> Provided entries
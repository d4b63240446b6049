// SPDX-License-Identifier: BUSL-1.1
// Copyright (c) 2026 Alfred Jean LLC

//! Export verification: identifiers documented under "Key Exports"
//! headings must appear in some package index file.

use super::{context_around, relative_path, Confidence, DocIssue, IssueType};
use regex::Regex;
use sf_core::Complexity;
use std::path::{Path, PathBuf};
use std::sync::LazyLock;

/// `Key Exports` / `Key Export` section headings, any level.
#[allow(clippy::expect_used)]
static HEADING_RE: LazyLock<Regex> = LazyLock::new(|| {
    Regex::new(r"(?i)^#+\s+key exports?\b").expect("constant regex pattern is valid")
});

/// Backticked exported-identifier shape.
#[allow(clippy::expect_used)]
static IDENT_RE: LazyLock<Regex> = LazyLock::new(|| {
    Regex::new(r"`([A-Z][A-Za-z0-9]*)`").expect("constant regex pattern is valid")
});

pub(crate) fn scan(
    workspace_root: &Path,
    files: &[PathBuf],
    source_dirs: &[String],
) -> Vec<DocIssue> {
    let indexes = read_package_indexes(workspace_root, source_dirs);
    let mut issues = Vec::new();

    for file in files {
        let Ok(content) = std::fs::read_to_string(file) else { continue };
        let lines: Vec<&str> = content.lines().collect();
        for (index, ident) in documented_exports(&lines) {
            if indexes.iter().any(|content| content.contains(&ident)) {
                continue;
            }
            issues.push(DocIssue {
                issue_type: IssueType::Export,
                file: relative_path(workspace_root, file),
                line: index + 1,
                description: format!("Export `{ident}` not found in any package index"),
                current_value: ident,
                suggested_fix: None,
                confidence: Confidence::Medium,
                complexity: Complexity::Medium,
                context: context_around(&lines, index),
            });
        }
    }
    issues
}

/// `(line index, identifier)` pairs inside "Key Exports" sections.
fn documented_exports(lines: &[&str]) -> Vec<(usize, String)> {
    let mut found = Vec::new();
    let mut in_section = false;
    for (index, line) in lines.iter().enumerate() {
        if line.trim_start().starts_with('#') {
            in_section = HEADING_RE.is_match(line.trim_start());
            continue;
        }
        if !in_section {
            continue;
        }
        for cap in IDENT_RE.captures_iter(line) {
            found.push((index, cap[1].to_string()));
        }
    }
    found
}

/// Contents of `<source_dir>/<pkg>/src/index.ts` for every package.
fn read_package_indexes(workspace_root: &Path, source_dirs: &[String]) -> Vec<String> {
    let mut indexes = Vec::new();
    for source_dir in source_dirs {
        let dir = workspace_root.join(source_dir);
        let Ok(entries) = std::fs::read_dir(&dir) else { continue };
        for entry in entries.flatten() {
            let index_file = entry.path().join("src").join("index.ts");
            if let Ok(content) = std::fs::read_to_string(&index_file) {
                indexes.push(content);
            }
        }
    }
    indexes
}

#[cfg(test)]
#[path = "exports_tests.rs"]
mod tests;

> What this task involves
From the material above, retype precisely the lines between the line holding "fn documented_exports(lines: &[&str])" and the line holding "for cap in IDENT_RE.captures_iter(line)", inclusive, and nothing beyond them.

> Problem solution
fn documented_exports(lines: &[&str]) -> Vec<(usize, String)> {
    let mut found = Vec::new();
    let mut in_section = false;
    for (index, line) in lines.iter().enumerate() {
        if line.trim_start().starts_with('#') {
            in_section = HEADING_RE.is_match(line.trim_start());
            continue;
        }
        if !in_section {
            continue;
        }
        for cap in IDENT_RE.captures_iter(line) {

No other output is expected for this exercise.